## ABOUT THIS EXERCISE
Count up every line of the data in which "flaky" occurs. The reply is one number and nothing more.

## TASK INPUT
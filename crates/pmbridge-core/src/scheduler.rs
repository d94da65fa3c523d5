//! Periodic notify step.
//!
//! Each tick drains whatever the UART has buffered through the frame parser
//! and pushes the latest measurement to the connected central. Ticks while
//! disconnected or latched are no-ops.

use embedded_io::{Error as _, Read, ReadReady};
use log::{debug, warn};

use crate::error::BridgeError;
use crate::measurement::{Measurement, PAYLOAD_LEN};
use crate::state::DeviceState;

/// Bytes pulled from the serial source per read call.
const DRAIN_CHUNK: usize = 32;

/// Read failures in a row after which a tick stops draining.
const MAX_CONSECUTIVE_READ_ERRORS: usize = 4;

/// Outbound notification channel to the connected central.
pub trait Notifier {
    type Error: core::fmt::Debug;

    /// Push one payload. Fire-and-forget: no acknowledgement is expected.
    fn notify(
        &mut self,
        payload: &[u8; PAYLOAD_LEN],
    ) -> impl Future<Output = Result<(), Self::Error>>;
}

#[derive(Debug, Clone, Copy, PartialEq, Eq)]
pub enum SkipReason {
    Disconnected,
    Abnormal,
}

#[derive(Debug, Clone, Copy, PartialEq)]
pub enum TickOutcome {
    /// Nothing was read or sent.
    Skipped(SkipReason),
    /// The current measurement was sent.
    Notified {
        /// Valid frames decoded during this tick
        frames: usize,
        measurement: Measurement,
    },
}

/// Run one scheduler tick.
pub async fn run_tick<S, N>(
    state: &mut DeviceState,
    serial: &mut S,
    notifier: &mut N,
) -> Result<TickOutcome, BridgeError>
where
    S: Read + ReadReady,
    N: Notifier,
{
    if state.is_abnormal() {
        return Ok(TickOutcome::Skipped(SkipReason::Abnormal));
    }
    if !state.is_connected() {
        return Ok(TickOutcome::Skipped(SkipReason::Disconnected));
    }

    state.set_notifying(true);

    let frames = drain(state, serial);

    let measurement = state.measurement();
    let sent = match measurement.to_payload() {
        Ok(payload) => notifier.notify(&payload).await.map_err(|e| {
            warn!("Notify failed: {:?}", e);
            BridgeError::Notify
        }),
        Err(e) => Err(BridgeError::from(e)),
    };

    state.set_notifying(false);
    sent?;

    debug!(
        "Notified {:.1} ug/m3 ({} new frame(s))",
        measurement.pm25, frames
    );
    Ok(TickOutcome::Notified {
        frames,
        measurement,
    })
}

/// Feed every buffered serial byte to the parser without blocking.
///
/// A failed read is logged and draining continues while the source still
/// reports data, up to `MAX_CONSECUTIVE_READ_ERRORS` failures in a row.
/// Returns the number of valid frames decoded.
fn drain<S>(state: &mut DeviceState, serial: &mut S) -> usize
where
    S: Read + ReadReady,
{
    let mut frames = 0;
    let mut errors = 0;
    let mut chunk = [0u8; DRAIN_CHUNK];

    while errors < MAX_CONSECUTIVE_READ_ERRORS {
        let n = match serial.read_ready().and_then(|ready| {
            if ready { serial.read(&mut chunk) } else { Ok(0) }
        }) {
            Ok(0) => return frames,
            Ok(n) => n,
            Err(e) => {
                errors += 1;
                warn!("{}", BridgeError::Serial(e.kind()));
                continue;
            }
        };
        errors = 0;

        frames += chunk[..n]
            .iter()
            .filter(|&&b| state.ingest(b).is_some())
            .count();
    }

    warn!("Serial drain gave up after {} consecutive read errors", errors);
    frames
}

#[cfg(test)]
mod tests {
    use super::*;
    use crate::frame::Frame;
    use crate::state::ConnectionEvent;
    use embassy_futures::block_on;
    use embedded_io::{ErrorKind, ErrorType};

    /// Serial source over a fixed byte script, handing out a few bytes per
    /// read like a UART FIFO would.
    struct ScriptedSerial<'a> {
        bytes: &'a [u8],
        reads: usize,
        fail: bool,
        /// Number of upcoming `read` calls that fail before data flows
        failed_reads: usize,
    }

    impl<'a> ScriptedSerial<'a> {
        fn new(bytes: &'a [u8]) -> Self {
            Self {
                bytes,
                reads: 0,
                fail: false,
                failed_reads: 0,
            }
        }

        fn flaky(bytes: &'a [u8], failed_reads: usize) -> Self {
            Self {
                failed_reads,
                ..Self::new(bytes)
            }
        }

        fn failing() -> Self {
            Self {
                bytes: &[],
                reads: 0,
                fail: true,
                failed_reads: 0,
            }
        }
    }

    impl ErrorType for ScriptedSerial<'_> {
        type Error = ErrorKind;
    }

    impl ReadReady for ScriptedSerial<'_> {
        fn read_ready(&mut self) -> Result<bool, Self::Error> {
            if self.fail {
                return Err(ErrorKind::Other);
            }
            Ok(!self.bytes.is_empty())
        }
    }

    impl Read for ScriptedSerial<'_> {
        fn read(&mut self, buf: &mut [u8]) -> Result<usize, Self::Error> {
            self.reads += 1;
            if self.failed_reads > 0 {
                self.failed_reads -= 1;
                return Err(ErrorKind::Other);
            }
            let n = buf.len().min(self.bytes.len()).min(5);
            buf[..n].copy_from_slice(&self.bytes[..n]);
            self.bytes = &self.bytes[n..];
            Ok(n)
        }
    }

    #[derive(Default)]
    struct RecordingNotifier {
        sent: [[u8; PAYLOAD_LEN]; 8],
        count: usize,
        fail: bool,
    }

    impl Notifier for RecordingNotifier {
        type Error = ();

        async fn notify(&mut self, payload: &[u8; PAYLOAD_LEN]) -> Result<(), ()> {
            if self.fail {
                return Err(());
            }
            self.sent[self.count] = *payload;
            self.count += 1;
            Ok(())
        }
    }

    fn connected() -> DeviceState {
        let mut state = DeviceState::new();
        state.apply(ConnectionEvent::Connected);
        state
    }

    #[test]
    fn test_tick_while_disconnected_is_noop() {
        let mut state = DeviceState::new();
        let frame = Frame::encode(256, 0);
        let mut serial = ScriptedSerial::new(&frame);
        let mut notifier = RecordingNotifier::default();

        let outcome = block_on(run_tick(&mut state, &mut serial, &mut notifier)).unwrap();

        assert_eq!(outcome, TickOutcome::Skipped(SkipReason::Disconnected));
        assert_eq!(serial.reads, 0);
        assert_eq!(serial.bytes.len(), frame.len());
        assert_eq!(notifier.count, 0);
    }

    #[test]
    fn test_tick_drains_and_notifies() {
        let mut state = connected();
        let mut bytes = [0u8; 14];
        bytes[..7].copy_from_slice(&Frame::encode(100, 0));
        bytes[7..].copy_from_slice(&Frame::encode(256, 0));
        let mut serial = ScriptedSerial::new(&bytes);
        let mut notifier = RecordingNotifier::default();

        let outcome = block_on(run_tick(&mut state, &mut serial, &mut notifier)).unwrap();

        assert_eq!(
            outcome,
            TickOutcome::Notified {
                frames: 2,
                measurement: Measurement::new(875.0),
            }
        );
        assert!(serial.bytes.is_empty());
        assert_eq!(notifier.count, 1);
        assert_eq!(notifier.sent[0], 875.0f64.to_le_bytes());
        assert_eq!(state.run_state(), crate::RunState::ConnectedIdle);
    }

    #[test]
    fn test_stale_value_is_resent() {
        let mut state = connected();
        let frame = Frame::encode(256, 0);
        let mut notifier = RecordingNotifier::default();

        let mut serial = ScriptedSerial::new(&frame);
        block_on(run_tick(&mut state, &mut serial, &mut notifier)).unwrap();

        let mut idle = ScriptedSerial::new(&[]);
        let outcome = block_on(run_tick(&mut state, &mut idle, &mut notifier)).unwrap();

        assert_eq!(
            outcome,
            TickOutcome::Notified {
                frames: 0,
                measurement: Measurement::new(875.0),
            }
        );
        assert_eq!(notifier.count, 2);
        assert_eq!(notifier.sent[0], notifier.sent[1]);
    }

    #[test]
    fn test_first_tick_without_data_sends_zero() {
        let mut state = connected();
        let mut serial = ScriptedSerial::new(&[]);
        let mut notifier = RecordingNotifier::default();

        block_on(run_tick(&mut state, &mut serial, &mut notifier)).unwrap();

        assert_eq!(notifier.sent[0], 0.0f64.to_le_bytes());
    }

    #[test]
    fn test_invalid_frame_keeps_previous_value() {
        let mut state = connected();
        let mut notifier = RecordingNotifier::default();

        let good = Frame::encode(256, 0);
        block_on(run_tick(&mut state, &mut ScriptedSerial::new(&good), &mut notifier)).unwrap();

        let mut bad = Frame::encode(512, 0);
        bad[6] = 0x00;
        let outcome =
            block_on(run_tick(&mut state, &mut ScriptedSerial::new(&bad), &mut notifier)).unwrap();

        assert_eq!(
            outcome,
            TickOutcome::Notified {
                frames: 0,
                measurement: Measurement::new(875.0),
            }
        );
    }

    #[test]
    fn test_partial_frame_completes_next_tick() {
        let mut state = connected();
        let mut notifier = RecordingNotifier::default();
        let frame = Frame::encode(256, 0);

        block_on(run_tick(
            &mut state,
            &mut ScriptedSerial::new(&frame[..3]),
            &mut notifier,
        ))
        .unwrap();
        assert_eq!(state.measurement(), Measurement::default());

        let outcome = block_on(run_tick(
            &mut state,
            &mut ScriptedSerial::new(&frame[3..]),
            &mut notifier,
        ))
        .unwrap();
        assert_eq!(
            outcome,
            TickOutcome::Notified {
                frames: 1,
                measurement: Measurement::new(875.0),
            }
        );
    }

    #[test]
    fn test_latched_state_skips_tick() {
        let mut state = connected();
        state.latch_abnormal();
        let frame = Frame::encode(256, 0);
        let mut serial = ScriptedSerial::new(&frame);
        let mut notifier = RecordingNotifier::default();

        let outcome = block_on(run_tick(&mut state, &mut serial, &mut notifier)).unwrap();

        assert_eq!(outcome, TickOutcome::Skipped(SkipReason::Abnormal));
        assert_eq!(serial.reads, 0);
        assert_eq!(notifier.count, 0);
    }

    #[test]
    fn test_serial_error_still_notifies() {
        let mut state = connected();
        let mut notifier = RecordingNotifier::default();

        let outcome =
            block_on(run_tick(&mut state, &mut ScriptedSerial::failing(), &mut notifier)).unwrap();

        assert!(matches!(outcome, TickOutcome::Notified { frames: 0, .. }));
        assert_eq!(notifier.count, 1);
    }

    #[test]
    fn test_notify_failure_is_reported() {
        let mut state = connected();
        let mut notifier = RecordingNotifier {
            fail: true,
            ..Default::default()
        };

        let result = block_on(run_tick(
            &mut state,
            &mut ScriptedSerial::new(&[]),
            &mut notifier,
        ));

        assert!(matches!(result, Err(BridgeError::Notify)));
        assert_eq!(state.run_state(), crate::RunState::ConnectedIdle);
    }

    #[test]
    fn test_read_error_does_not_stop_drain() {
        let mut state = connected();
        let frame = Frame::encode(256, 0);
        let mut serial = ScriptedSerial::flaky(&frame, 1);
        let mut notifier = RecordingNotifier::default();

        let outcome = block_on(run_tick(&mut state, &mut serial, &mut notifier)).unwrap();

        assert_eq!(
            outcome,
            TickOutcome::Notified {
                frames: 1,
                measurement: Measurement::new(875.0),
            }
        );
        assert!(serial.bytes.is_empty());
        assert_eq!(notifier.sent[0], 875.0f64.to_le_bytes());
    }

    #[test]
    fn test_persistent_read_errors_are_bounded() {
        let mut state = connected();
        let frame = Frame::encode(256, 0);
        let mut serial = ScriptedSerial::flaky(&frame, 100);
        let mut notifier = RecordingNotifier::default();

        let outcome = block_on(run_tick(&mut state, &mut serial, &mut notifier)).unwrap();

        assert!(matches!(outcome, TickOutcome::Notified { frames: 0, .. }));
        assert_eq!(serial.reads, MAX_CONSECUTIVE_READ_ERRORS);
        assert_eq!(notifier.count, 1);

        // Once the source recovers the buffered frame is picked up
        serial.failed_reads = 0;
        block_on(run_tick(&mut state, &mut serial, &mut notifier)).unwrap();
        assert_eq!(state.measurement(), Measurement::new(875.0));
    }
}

## REPLY
3